Once you find the line with "bridging for a" in the data that follows, repeat it and every line after it exactly, through the line with "pub use registry::DriverRegistry;".

[Items listed in a dataset]
==================================================

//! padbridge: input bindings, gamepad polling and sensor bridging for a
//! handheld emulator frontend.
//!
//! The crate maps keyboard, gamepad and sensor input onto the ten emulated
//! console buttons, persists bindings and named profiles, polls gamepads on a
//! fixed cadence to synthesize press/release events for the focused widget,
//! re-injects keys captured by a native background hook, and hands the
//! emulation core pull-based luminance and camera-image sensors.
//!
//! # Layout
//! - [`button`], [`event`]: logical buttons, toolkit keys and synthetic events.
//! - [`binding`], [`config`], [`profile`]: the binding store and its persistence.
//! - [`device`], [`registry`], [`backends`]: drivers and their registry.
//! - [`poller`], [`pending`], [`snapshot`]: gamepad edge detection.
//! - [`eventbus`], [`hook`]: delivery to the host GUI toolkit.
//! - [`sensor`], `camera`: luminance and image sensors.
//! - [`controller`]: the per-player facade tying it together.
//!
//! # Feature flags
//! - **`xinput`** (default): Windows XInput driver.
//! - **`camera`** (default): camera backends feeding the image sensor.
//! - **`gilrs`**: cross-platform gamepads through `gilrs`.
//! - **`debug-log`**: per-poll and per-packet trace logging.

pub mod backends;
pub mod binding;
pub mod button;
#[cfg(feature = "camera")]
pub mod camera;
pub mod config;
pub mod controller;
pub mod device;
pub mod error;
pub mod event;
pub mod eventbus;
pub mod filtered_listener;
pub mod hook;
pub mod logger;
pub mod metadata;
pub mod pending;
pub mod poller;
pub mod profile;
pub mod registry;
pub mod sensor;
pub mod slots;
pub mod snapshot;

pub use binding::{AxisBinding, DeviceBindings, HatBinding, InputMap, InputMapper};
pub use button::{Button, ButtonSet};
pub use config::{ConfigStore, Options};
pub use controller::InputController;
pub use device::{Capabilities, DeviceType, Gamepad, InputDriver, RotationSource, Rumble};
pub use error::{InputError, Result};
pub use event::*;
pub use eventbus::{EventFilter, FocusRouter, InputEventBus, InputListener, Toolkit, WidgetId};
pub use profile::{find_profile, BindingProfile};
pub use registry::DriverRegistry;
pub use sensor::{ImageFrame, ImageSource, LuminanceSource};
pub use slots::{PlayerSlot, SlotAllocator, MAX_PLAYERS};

==================================================

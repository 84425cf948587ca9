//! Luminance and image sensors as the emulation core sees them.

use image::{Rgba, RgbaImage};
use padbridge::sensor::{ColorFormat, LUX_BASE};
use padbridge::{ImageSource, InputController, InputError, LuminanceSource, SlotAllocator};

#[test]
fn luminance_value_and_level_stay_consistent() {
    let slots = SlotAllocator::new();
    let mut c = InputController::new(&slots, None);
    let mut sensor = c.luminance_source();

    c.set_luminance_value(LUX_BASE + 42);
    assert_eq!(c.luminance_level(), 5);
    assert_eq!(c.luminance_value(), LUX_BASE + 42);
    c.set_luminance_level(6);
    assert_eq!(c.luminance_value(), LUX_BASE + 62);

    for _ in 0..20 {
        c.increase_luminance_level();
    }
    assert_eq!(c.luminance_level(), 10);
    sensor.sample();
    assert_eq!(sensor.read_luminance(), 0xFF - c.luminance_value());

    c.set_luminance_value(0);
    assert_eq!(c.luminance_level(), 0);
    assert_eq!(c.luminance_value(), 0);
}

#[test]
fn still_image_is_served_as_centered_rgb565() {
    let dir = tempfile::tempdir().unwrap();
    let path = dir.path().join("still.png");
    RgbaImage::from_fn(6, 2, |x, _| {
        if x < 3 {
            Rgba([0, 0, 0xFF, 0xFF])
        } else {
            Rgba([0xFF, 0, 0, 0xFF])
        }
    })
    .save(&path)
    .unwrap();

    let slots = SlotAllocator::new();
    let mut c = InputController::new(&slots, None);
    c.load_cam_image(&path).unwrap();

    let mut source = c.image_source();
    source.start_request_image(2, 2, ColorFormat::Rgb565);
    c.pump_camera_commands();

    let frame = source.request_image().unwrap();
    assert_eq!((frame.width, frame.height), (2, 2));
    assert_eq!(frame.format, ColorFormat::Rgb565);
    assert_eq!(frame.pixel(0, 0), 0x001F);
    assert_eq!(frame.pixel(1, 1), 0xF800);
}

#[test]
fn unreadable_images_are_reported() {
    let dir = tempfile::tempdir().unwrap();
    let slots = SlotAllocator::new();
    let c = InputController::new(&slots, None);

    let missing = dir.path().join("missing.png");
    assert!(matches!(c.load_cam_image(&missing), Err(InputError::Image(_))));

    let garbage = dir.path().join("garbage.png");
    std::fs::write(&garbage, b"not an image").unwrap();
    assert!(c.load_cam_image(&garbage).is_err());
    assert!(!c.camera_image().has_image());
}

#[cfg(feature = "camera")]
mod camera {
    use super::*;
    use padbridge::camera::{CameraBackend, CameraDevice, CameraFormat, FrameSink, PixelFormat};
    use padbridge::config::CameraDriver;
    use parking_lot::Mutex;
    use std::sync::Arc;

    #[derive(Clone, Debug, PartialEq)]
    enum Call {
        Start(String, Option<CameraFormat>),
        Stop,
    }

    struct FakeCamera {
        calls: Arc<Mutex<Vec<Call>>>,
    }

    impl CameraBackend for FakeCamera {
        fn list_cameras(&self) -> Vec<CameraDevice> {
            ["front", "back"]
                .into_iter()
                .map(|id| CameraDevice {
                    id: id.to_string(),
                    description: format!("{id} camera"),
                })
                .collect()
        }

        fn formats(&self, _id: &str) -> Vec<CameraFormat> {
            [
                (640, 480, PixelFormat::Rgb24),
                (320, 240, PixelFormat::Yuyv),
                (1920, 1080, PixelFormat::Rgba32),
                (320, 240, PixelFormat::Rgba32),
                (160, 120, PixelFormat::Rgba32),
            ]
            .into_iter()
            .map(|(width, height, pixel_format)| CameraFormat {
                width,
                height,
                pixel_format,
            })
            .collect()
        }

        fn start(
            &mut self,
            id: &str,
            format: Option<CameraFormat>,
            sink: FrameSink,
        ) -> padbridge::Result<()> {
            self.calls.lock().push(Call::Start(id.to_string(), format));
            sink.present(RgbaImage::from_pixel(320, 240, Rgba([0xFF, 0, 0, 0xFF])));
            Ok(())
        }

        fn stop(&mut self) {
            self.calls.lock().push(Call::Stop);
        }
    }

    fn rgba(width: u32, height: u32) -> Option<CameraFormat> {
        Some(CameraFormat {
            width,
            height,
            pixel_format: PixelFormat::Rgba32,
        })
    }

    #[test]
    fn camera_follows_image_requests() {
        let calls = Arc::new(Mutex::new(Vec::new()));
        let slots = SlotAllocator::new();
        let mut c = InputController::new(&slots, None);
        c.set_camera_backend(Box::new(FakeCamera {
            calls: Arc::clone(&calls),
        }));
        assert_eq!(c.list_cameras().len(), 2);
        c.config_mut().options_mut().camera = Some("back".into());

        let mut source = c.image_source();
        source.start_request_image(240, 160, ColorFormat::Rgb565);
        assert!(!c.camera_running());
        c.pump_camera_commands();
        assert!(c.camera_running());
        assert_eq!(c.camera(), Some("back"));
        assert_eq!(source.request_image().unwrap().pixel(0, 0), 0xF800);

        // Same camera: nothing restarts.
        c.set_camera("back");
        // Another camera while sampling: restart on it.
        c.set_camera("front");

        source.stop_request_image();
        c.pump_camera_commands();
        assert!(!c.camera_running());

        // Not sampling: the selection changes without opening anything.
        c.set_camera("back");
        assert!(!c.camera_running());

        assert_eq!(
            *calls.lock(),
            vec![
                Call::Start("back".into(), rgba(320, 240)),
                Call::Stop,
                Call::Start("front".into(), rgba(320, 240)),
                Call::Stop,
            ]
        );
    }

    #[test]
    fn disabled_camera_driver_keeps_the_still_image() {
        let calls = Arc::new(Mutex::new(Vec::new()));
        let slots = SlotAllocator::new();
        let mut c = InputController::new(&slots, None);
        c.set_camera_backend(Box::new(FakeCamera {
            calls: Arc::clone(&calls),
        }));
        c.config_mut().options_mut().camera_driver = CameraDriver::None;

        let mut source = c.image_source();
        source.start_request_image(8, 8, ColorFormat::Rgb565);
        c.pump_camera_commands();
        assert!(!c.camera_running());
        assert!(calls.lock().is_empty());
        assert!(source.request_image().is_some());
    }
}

==================================================

### Problem solution:
//! padbridge: input bindings, gamepad polling and sensor bridging for a
//! handheld emulator frontend.
//!
//! The crate maps keyboard, gamepad and sensor input onto the ten emulated
//! console buttons, persists bindings and named profiles, polls gamepads on a
//! fixed cadence to synthesize press/release events for the focused widget,
//! re-injects keys captured by a native background hook, and hands the
//! emulation core pull-based luminance and camera-image sensors.
//!
//! # Layout
//! - [`button`], [`event`]: logical buttons, toolkit keys and synthetic events.
//! - [`binding`], [`config`], [`profile`]: the binding store and its persistence.
//! - [`device`], [`registry`], [`backends`]: drivers and their registry.
//! - [`poller`], [`pending`], [`snapshot`]: gamepad edge detection.
//! - [`eventbus`], [`hook`]: delivery to the host GUI toolkit.
//! - [`sensor`], `camera`: luminance and image sensors.
//! - [`controller`]: the per-player facade tying it together.
//!
//! # Feature flags
//! - **`xinput`** (default): Windows XInput driver.
//! - **`camera`** (default): camera backends feeding the image sensor.
//! - **`gilrs`**: cross-platform gamepads through `gilrs`.
//! - **`debug-log`**: per-poll and per-packet trace logging.

pub mod backends;
pub mod binding;
pub mod button;
#[cfg(feature = "camera")]
pub mod camera;
pub mod config;
pub mod controller;
pub mod device;
pub mod error;
pub mod event;
pub mod eventbus;
pub mod filtered_listener;
pub mod hook;
pub mod logger;
pub mod metadata;
pub mod pending;
pub mod poller;
pub mod profile;
pub mod registry;
pub mod sensor;
pub mod slots;
pub mod snapshot;

pub use binding::{AxisBinding, DeviceBindings, HatBinding, InputMap, InputMapper};
pub use button::{Button, ButtonSet};
pub use config::{ConfigStore, Options};
pub use controller::InputController;
pub use device::{Capabilities, DeviceType, Gamepad, InputDriver, RotationSource, Rumble};
pub use error::{InputError, Result};
pub use event::*;
pub use eventbus::{EventFilter, FocusRouter, InputEventBus, InputListener, Toolkit, WidgetId};
pub use profile::{find_profile, BindingProfile};
pub use registry::DriverRegistry;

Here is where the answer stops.